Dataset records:
//! End-to-end settlement runs against a real registry.

use {
    asset_registry::{AssetData, Registry},
    settlement_engine::{
        Engine,
        domain::{
            Error,
            auctioneer::Disposition,
            pricing::{PricePolicy, Pricer},
        },
        infra::config::Config,
    },
    std::{collections::HashMap, sync::Arc, time::Duration},
};

fn config_with_band(floor: f64, cap: f64) -> Config {
    Config {
        pricer: Pricer::new(PricePolicy::new(floor, cap).unwrap(), HashMap::new()),
        ..Config::default()
    }
}

fn request(bid: f64, targets: Vec<f64>) -> model::AuctionRequest {
    model::AuctionRequest {
        task_id: "task-1".to_string(),
        task_type: "regression".to_string(),
        bid,
        targets,
        baseline: vec![],
        candidate_asset_ids: None,
        timeout: None,
    }
}

fn register(registry: &Registry, seller: &str, column: Vec<f64>) {
    registry.register(
        seller.into(),
        "regression".into(),
        AssetData::new(vec![column]).unwrap(),
    );
}

fn assert_budget_balance(record: &model::SettlementRecord) {
    let total: f64 = record
        .seller_payouts
        .iter()
        .map(|payout| payout.amount)
        .sum();
    assert!(
        (total - record.cost_to_you).abs() <= 1e-6 * record.cost_to_you.max(1.0),
        "payouts sum to {total}, charge is {}",
        record.cost_to_you
    );
}

#[tokio::test]
async fn sole_contributor_takes_the_whole_charge() {
    let registry = Arc::new(Registry::new());
    let column = vec![1.0, 2.0, 3.0, 4.0, 5.0, 6.0];
    register(&registry, "alice", column.clone());

    let engine = Engine::new(config_with_band(90.0, 190.0), Arc::clone(&registry));
    let targets = column.iter().map(|x| 3.0 * x + 2.0).collect();
    let record = engine.run_auction(request(200.0, targets)).await.unwrap();

    // A perfect predictor prices at the cap of the band.
    assert!(record.cleared);
    assert!((record.market_price_offered - 190.0).abs() < 0.01);
    assert!((record.prediction_gain_achieved - 1.0).abs() < 0.01);
    assert_eq!(record.your_bid, 200.0);
    assert_eq!(record.cost_to_you, record.market_price_offered);
    assert_eq!(record.seller_payouts.len(), 1);
    assert_eq!(record.seller_payouts[0].seller_id, "alice");
    assert!((record.seller_payouts[0].amount - record.cost_to_you).abs() < 1e-9);
    assert_eq!(record.allocation, Some(model::AllocationReport::Exact));
    assert_budget_balance(&record);
}

#[tokio::test]
async fn null_contributor_is_paid_exactly_zero() {
    let registry = Arc::new(Registry::new());
    let column = vec![1.0, 2.0, 3.0, 4.0, 5.0, 6.0];
    register(&registry, "alice", column.clone());
    // Constant column, collinear with the intercept: zero marginal value in
    // every coalition.
    register(&registry, "bob", vec![7.0; 6]);

    let engine = Engine::new(config_with_band(50.0, 500.0), registry);
    let targets = column.iter().map(|x| 2.0 * x - 1.0).collect();
    let record = engine.run_auction(request(800.0, targets)).await.unwrap();

    assert!(record.cleared);
    assert_eq!(record.seller_payouts.len(), 2);
    let bob = record
        .seller_payouts
        .iter()
        .find(|payout| payout.seller_id == "bob")
        .unwrap();
    assert_eq!(bob.amount, 0.0);
    assert_budget_balance(&record);
}

#[tokio::test]
async fn underbid_trade_is_rejected_with_empty_payouts() {
    let registry = Arc::new(Registry::new());
    register(&registry, "alice", vec![1.0, 2.0, 3.0, 4.0]);

    // Degenerate band so the quote is exactly 150 regardless of gain.
    let engine = Engine::new(config_with_band(150.0, 150.0), registry);
    let record = engine
        .run_auction(request(100.0, vec![1.0, 2.0, 3.0, 4.0]))
        .await
        .unwrap();

    assert!(!record.cleared);
    assert_eq!(record.market_price_offered, 150.0);
    assert_eq!(record.cost_to_you, 0.0);
    assert!(record.seller_payouts.is_empty());
    assert_eq!(record.allocation, None);
}

#[tokio::test]
async fn empty_candidate_pool_fails_before_pricing() {
    let registry = Arc::new(Registry::new());
    let engine = Engine::new(Config::default(), registry);

    let result = engine
        .run_auction(request(200.0, vec![1.0, 2.0, 3.0]))
        .await;
    match result.unwrap_err() {
        Error::EmptyCoalition {
            charge,
            disposition,
            ..
        } => {
            assert_eq!(charge, 0.0);
            assert_eq!(disposition, Disposition::Refunded);
        }
        other => panic!("expected empty coalition, got {other:?}"),
    }
}

#[tokio::test]
async fn settlements_are_reproducible() {
    let registry = Arc::new(Registry::new());
    let column = vec![0.5, 1.7, 2.2, 3.9, 5.1, 6.4];
    register(&registry, "alice", column.clone());
    register(&registry, "bob", vec![2.0, 1.0, 4.0, 3.0, 6.0, 5.0]);

    let engine = Engine::new(config_with_band(50.0, 500.0), registry);
    let targets: Vec<f64> = column.iter().map(|x| x + 0.3).collect();
    let first = engine
        .run_auction(request(600.0, targets.clone()))
        .await
        .unwrap();
    let second = engine.run_auction(request(600.0, targets)).await.unwrap();

    assert_eq!(first.market_price_offered, second.market_price_offered);
    assert_eq!(first.cost_to_you, second.cost_to_you);
    for (a, b) in first.seller_payouts.iter().zip(&second.seller_payouts) {
        assert_eq!(a.seller_id, b.seller_id);
        assert_eq!(a.amount.to_bits(), b.amount.to_bits());
    }
}

#[tokio::test]
async fn large_coalitions_use_the_sampling_estimator() {
    let registry = Arc::new(Registry::new());
    let column = vec![1.0, 2.0, 3.0, 4.0, 5.0, 6.0];
    // Two sellers with identical data: perfectly symmetric marginals.
    register(&registry, "alice", column.clone());
    register(&registry, "bob", column.clone());

    let config = Config {
        allocator: settlement_engine::domain::shapley::Allocator {
            exact_coalition_limit: 1,
            ..Default::default()
        },
        ..config_with_band(50.0, 500.0)
    };
    let engine = Engine::new(config, registry);
    let targets = column.iter().map(|x| 4.0 * x).collect();
    let record = engine.run_auction(request(600.0, targets)).await.unwrap();

    let Some(model::AllocationReport::Sampled { samples }) = record.allocation else {
        panic!("expected sampled allocation, got {:?}", record.allocation);
    };
    assert!(samples > 0);
    assert_eq!(record.seller_payouts.len(), 2);
    // Monte-Carlo estimate: the split is even up to sampling noise.
    let half = record.cost_to_you / 2.0;
    for payout in &record.seller_payouts {
        assert!(
            (payout.amount - half).abs() < 0.05 * record.cost_to_you,
            "expected a roughly even split, got {}",
            payout.amount
        );
    }
    assert_budget_balance(&record);
}

#[tokio::test]
async fn heterogeneous_coalition_balances_the_budget() {
    let registry = Arc::new(Registry::new());
    register(&registry, "alice", vec![1.0, 2.0, 3.0, 4.0, 5.0, 6.0]);
    register(&registry, "bob", vec![1.0, 4.0, 9.0, 16.0, 25.0, 36.0]);
    register(&registry, "carol", vec![0.1, -0.4, 0.7, 0.2, -0.9, 0.3]);

    let engine = Engine::new(config_with_band(50.0, 500.0), registry);
    let targets = vec![2.1, 6.3, 12.2, 20.4, 30.1, 42.2];
    let record = engine.run_auction(request(700.0, targets)).await.unwrap();

    assert!(record.cleared);
    assert!(record.seller_payouts.iter().all(|payout| payout.amount >= 0.0));
    // Ordered by descending amount.
    for window in record.seller_payouts.windows(2) {
        assert!(window[0].amount >= window[1].amount);
    }
    assert_budget_balance(&record);
}

#[tokio::test]
async fn adding_a_better_asset_never_lowers_the_quote() {
    let column = vec![1.0, 2.0, 3.0, 4.0, 5.0, 6.0];
    let noise = vec![0.4, -0.2, 0.9, -0.7, 0.1, 0.3];
    let targets: Vec<f64> = column.iter().map(|x| x * 2.0 + 1.0).collect();

    let weak_only = Arc::new(Registry::new());
    register(&weak_only, "bob", noise.clone());
    let engine = Engine::new(config_with_band(50.0, 500.0), weak_only);
    let weak_quote = engine
        .run_auction(request(1_000.0, targets.clone()))
        .await
        .unwrap()
        .market_price_offered;

    let with_strong = Arc::new(Registry::new());
    register(&with_strong, "bob", noise);
    register(&with_strong, "alice", column);
    let engine = Engine::new(config_with_band(50.0, 500.0), with_strong);
    let strong_quote = engine
        .run_auction(request(1_000.0, targets))
        .await
        .unwrap()
        .market_price_offered;

    assert!(strong_quote >= weak_quote);
}

#[tokio::test]
async fn malformed_task_is_a_typed_error() {
    let registry = Arc::new(Registry::new());
    register(&registry, "alice", vec![1.0, 2.0, 3.0]);

    let engine = Engine::new(Config::default(), registry);
    let result = engine
        .run_auction(request(200.0, vec![1.0, f64::NAN, 3.0]))
        .await;
    assert!(matches!(result.unwrap_err(), Error::InvalidTask { .. }));
}

#[tokio::test]
async fn exhausted_deadline_is_a_valuation_timeout() {
    let registry = Arc::new(Registry::new());
    register(&registry, "alice", vec![1.0, 2.0, 3.0, 4.0]);

    let engine = Engine::new(Config::default(), registry);
    let mut request = request(200.0, vec![1.0, 2.0, 3.0, 4.0]);
    request.timeout = Some(Duration::ZERO);

    let result = engine.run_auction(request).await;
    assert!(matches!(
        result.unwrap_err(),
        Error::ValuationTimeout { .. }
    ));
}

#[tokio::test]
async fn explicit_candidates_restrict_the_coalition() {
    let registry = Arc::new(Registry::new());
    let column = vec![1.0, 2.0, 3.0, 4.0, 5.0, 6.0];
    let alice = registry.register(
        "alice".into(),
        "regression".into(),
        AssetData::new(vec![column.clone()]).unwrap(),
    );
    register(&registry, "bob", column.clone());

    let engine = Engine::new(config_with_band(50.0, 500.0), registry);
    let targets = column.iter().map(|x| x * 2.0).collect();
    let mut request = request(600.0, targets);
    request.candidate_asset_ids = Some(vec![alice.id.0]);

    let record = engine.run_auction(request).await.unwrap();
    assert_eq!(record.seller_payouts.len(), 1);
    assert_eq!(record.seller_payouts[0].seller_id, "alice");
}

- _Prompt_
Copy each line of the records above that carries the word "domain".

- _Problem solution_
        domain::{
        allocator: settlement_engine::domain::shapley::Allocator {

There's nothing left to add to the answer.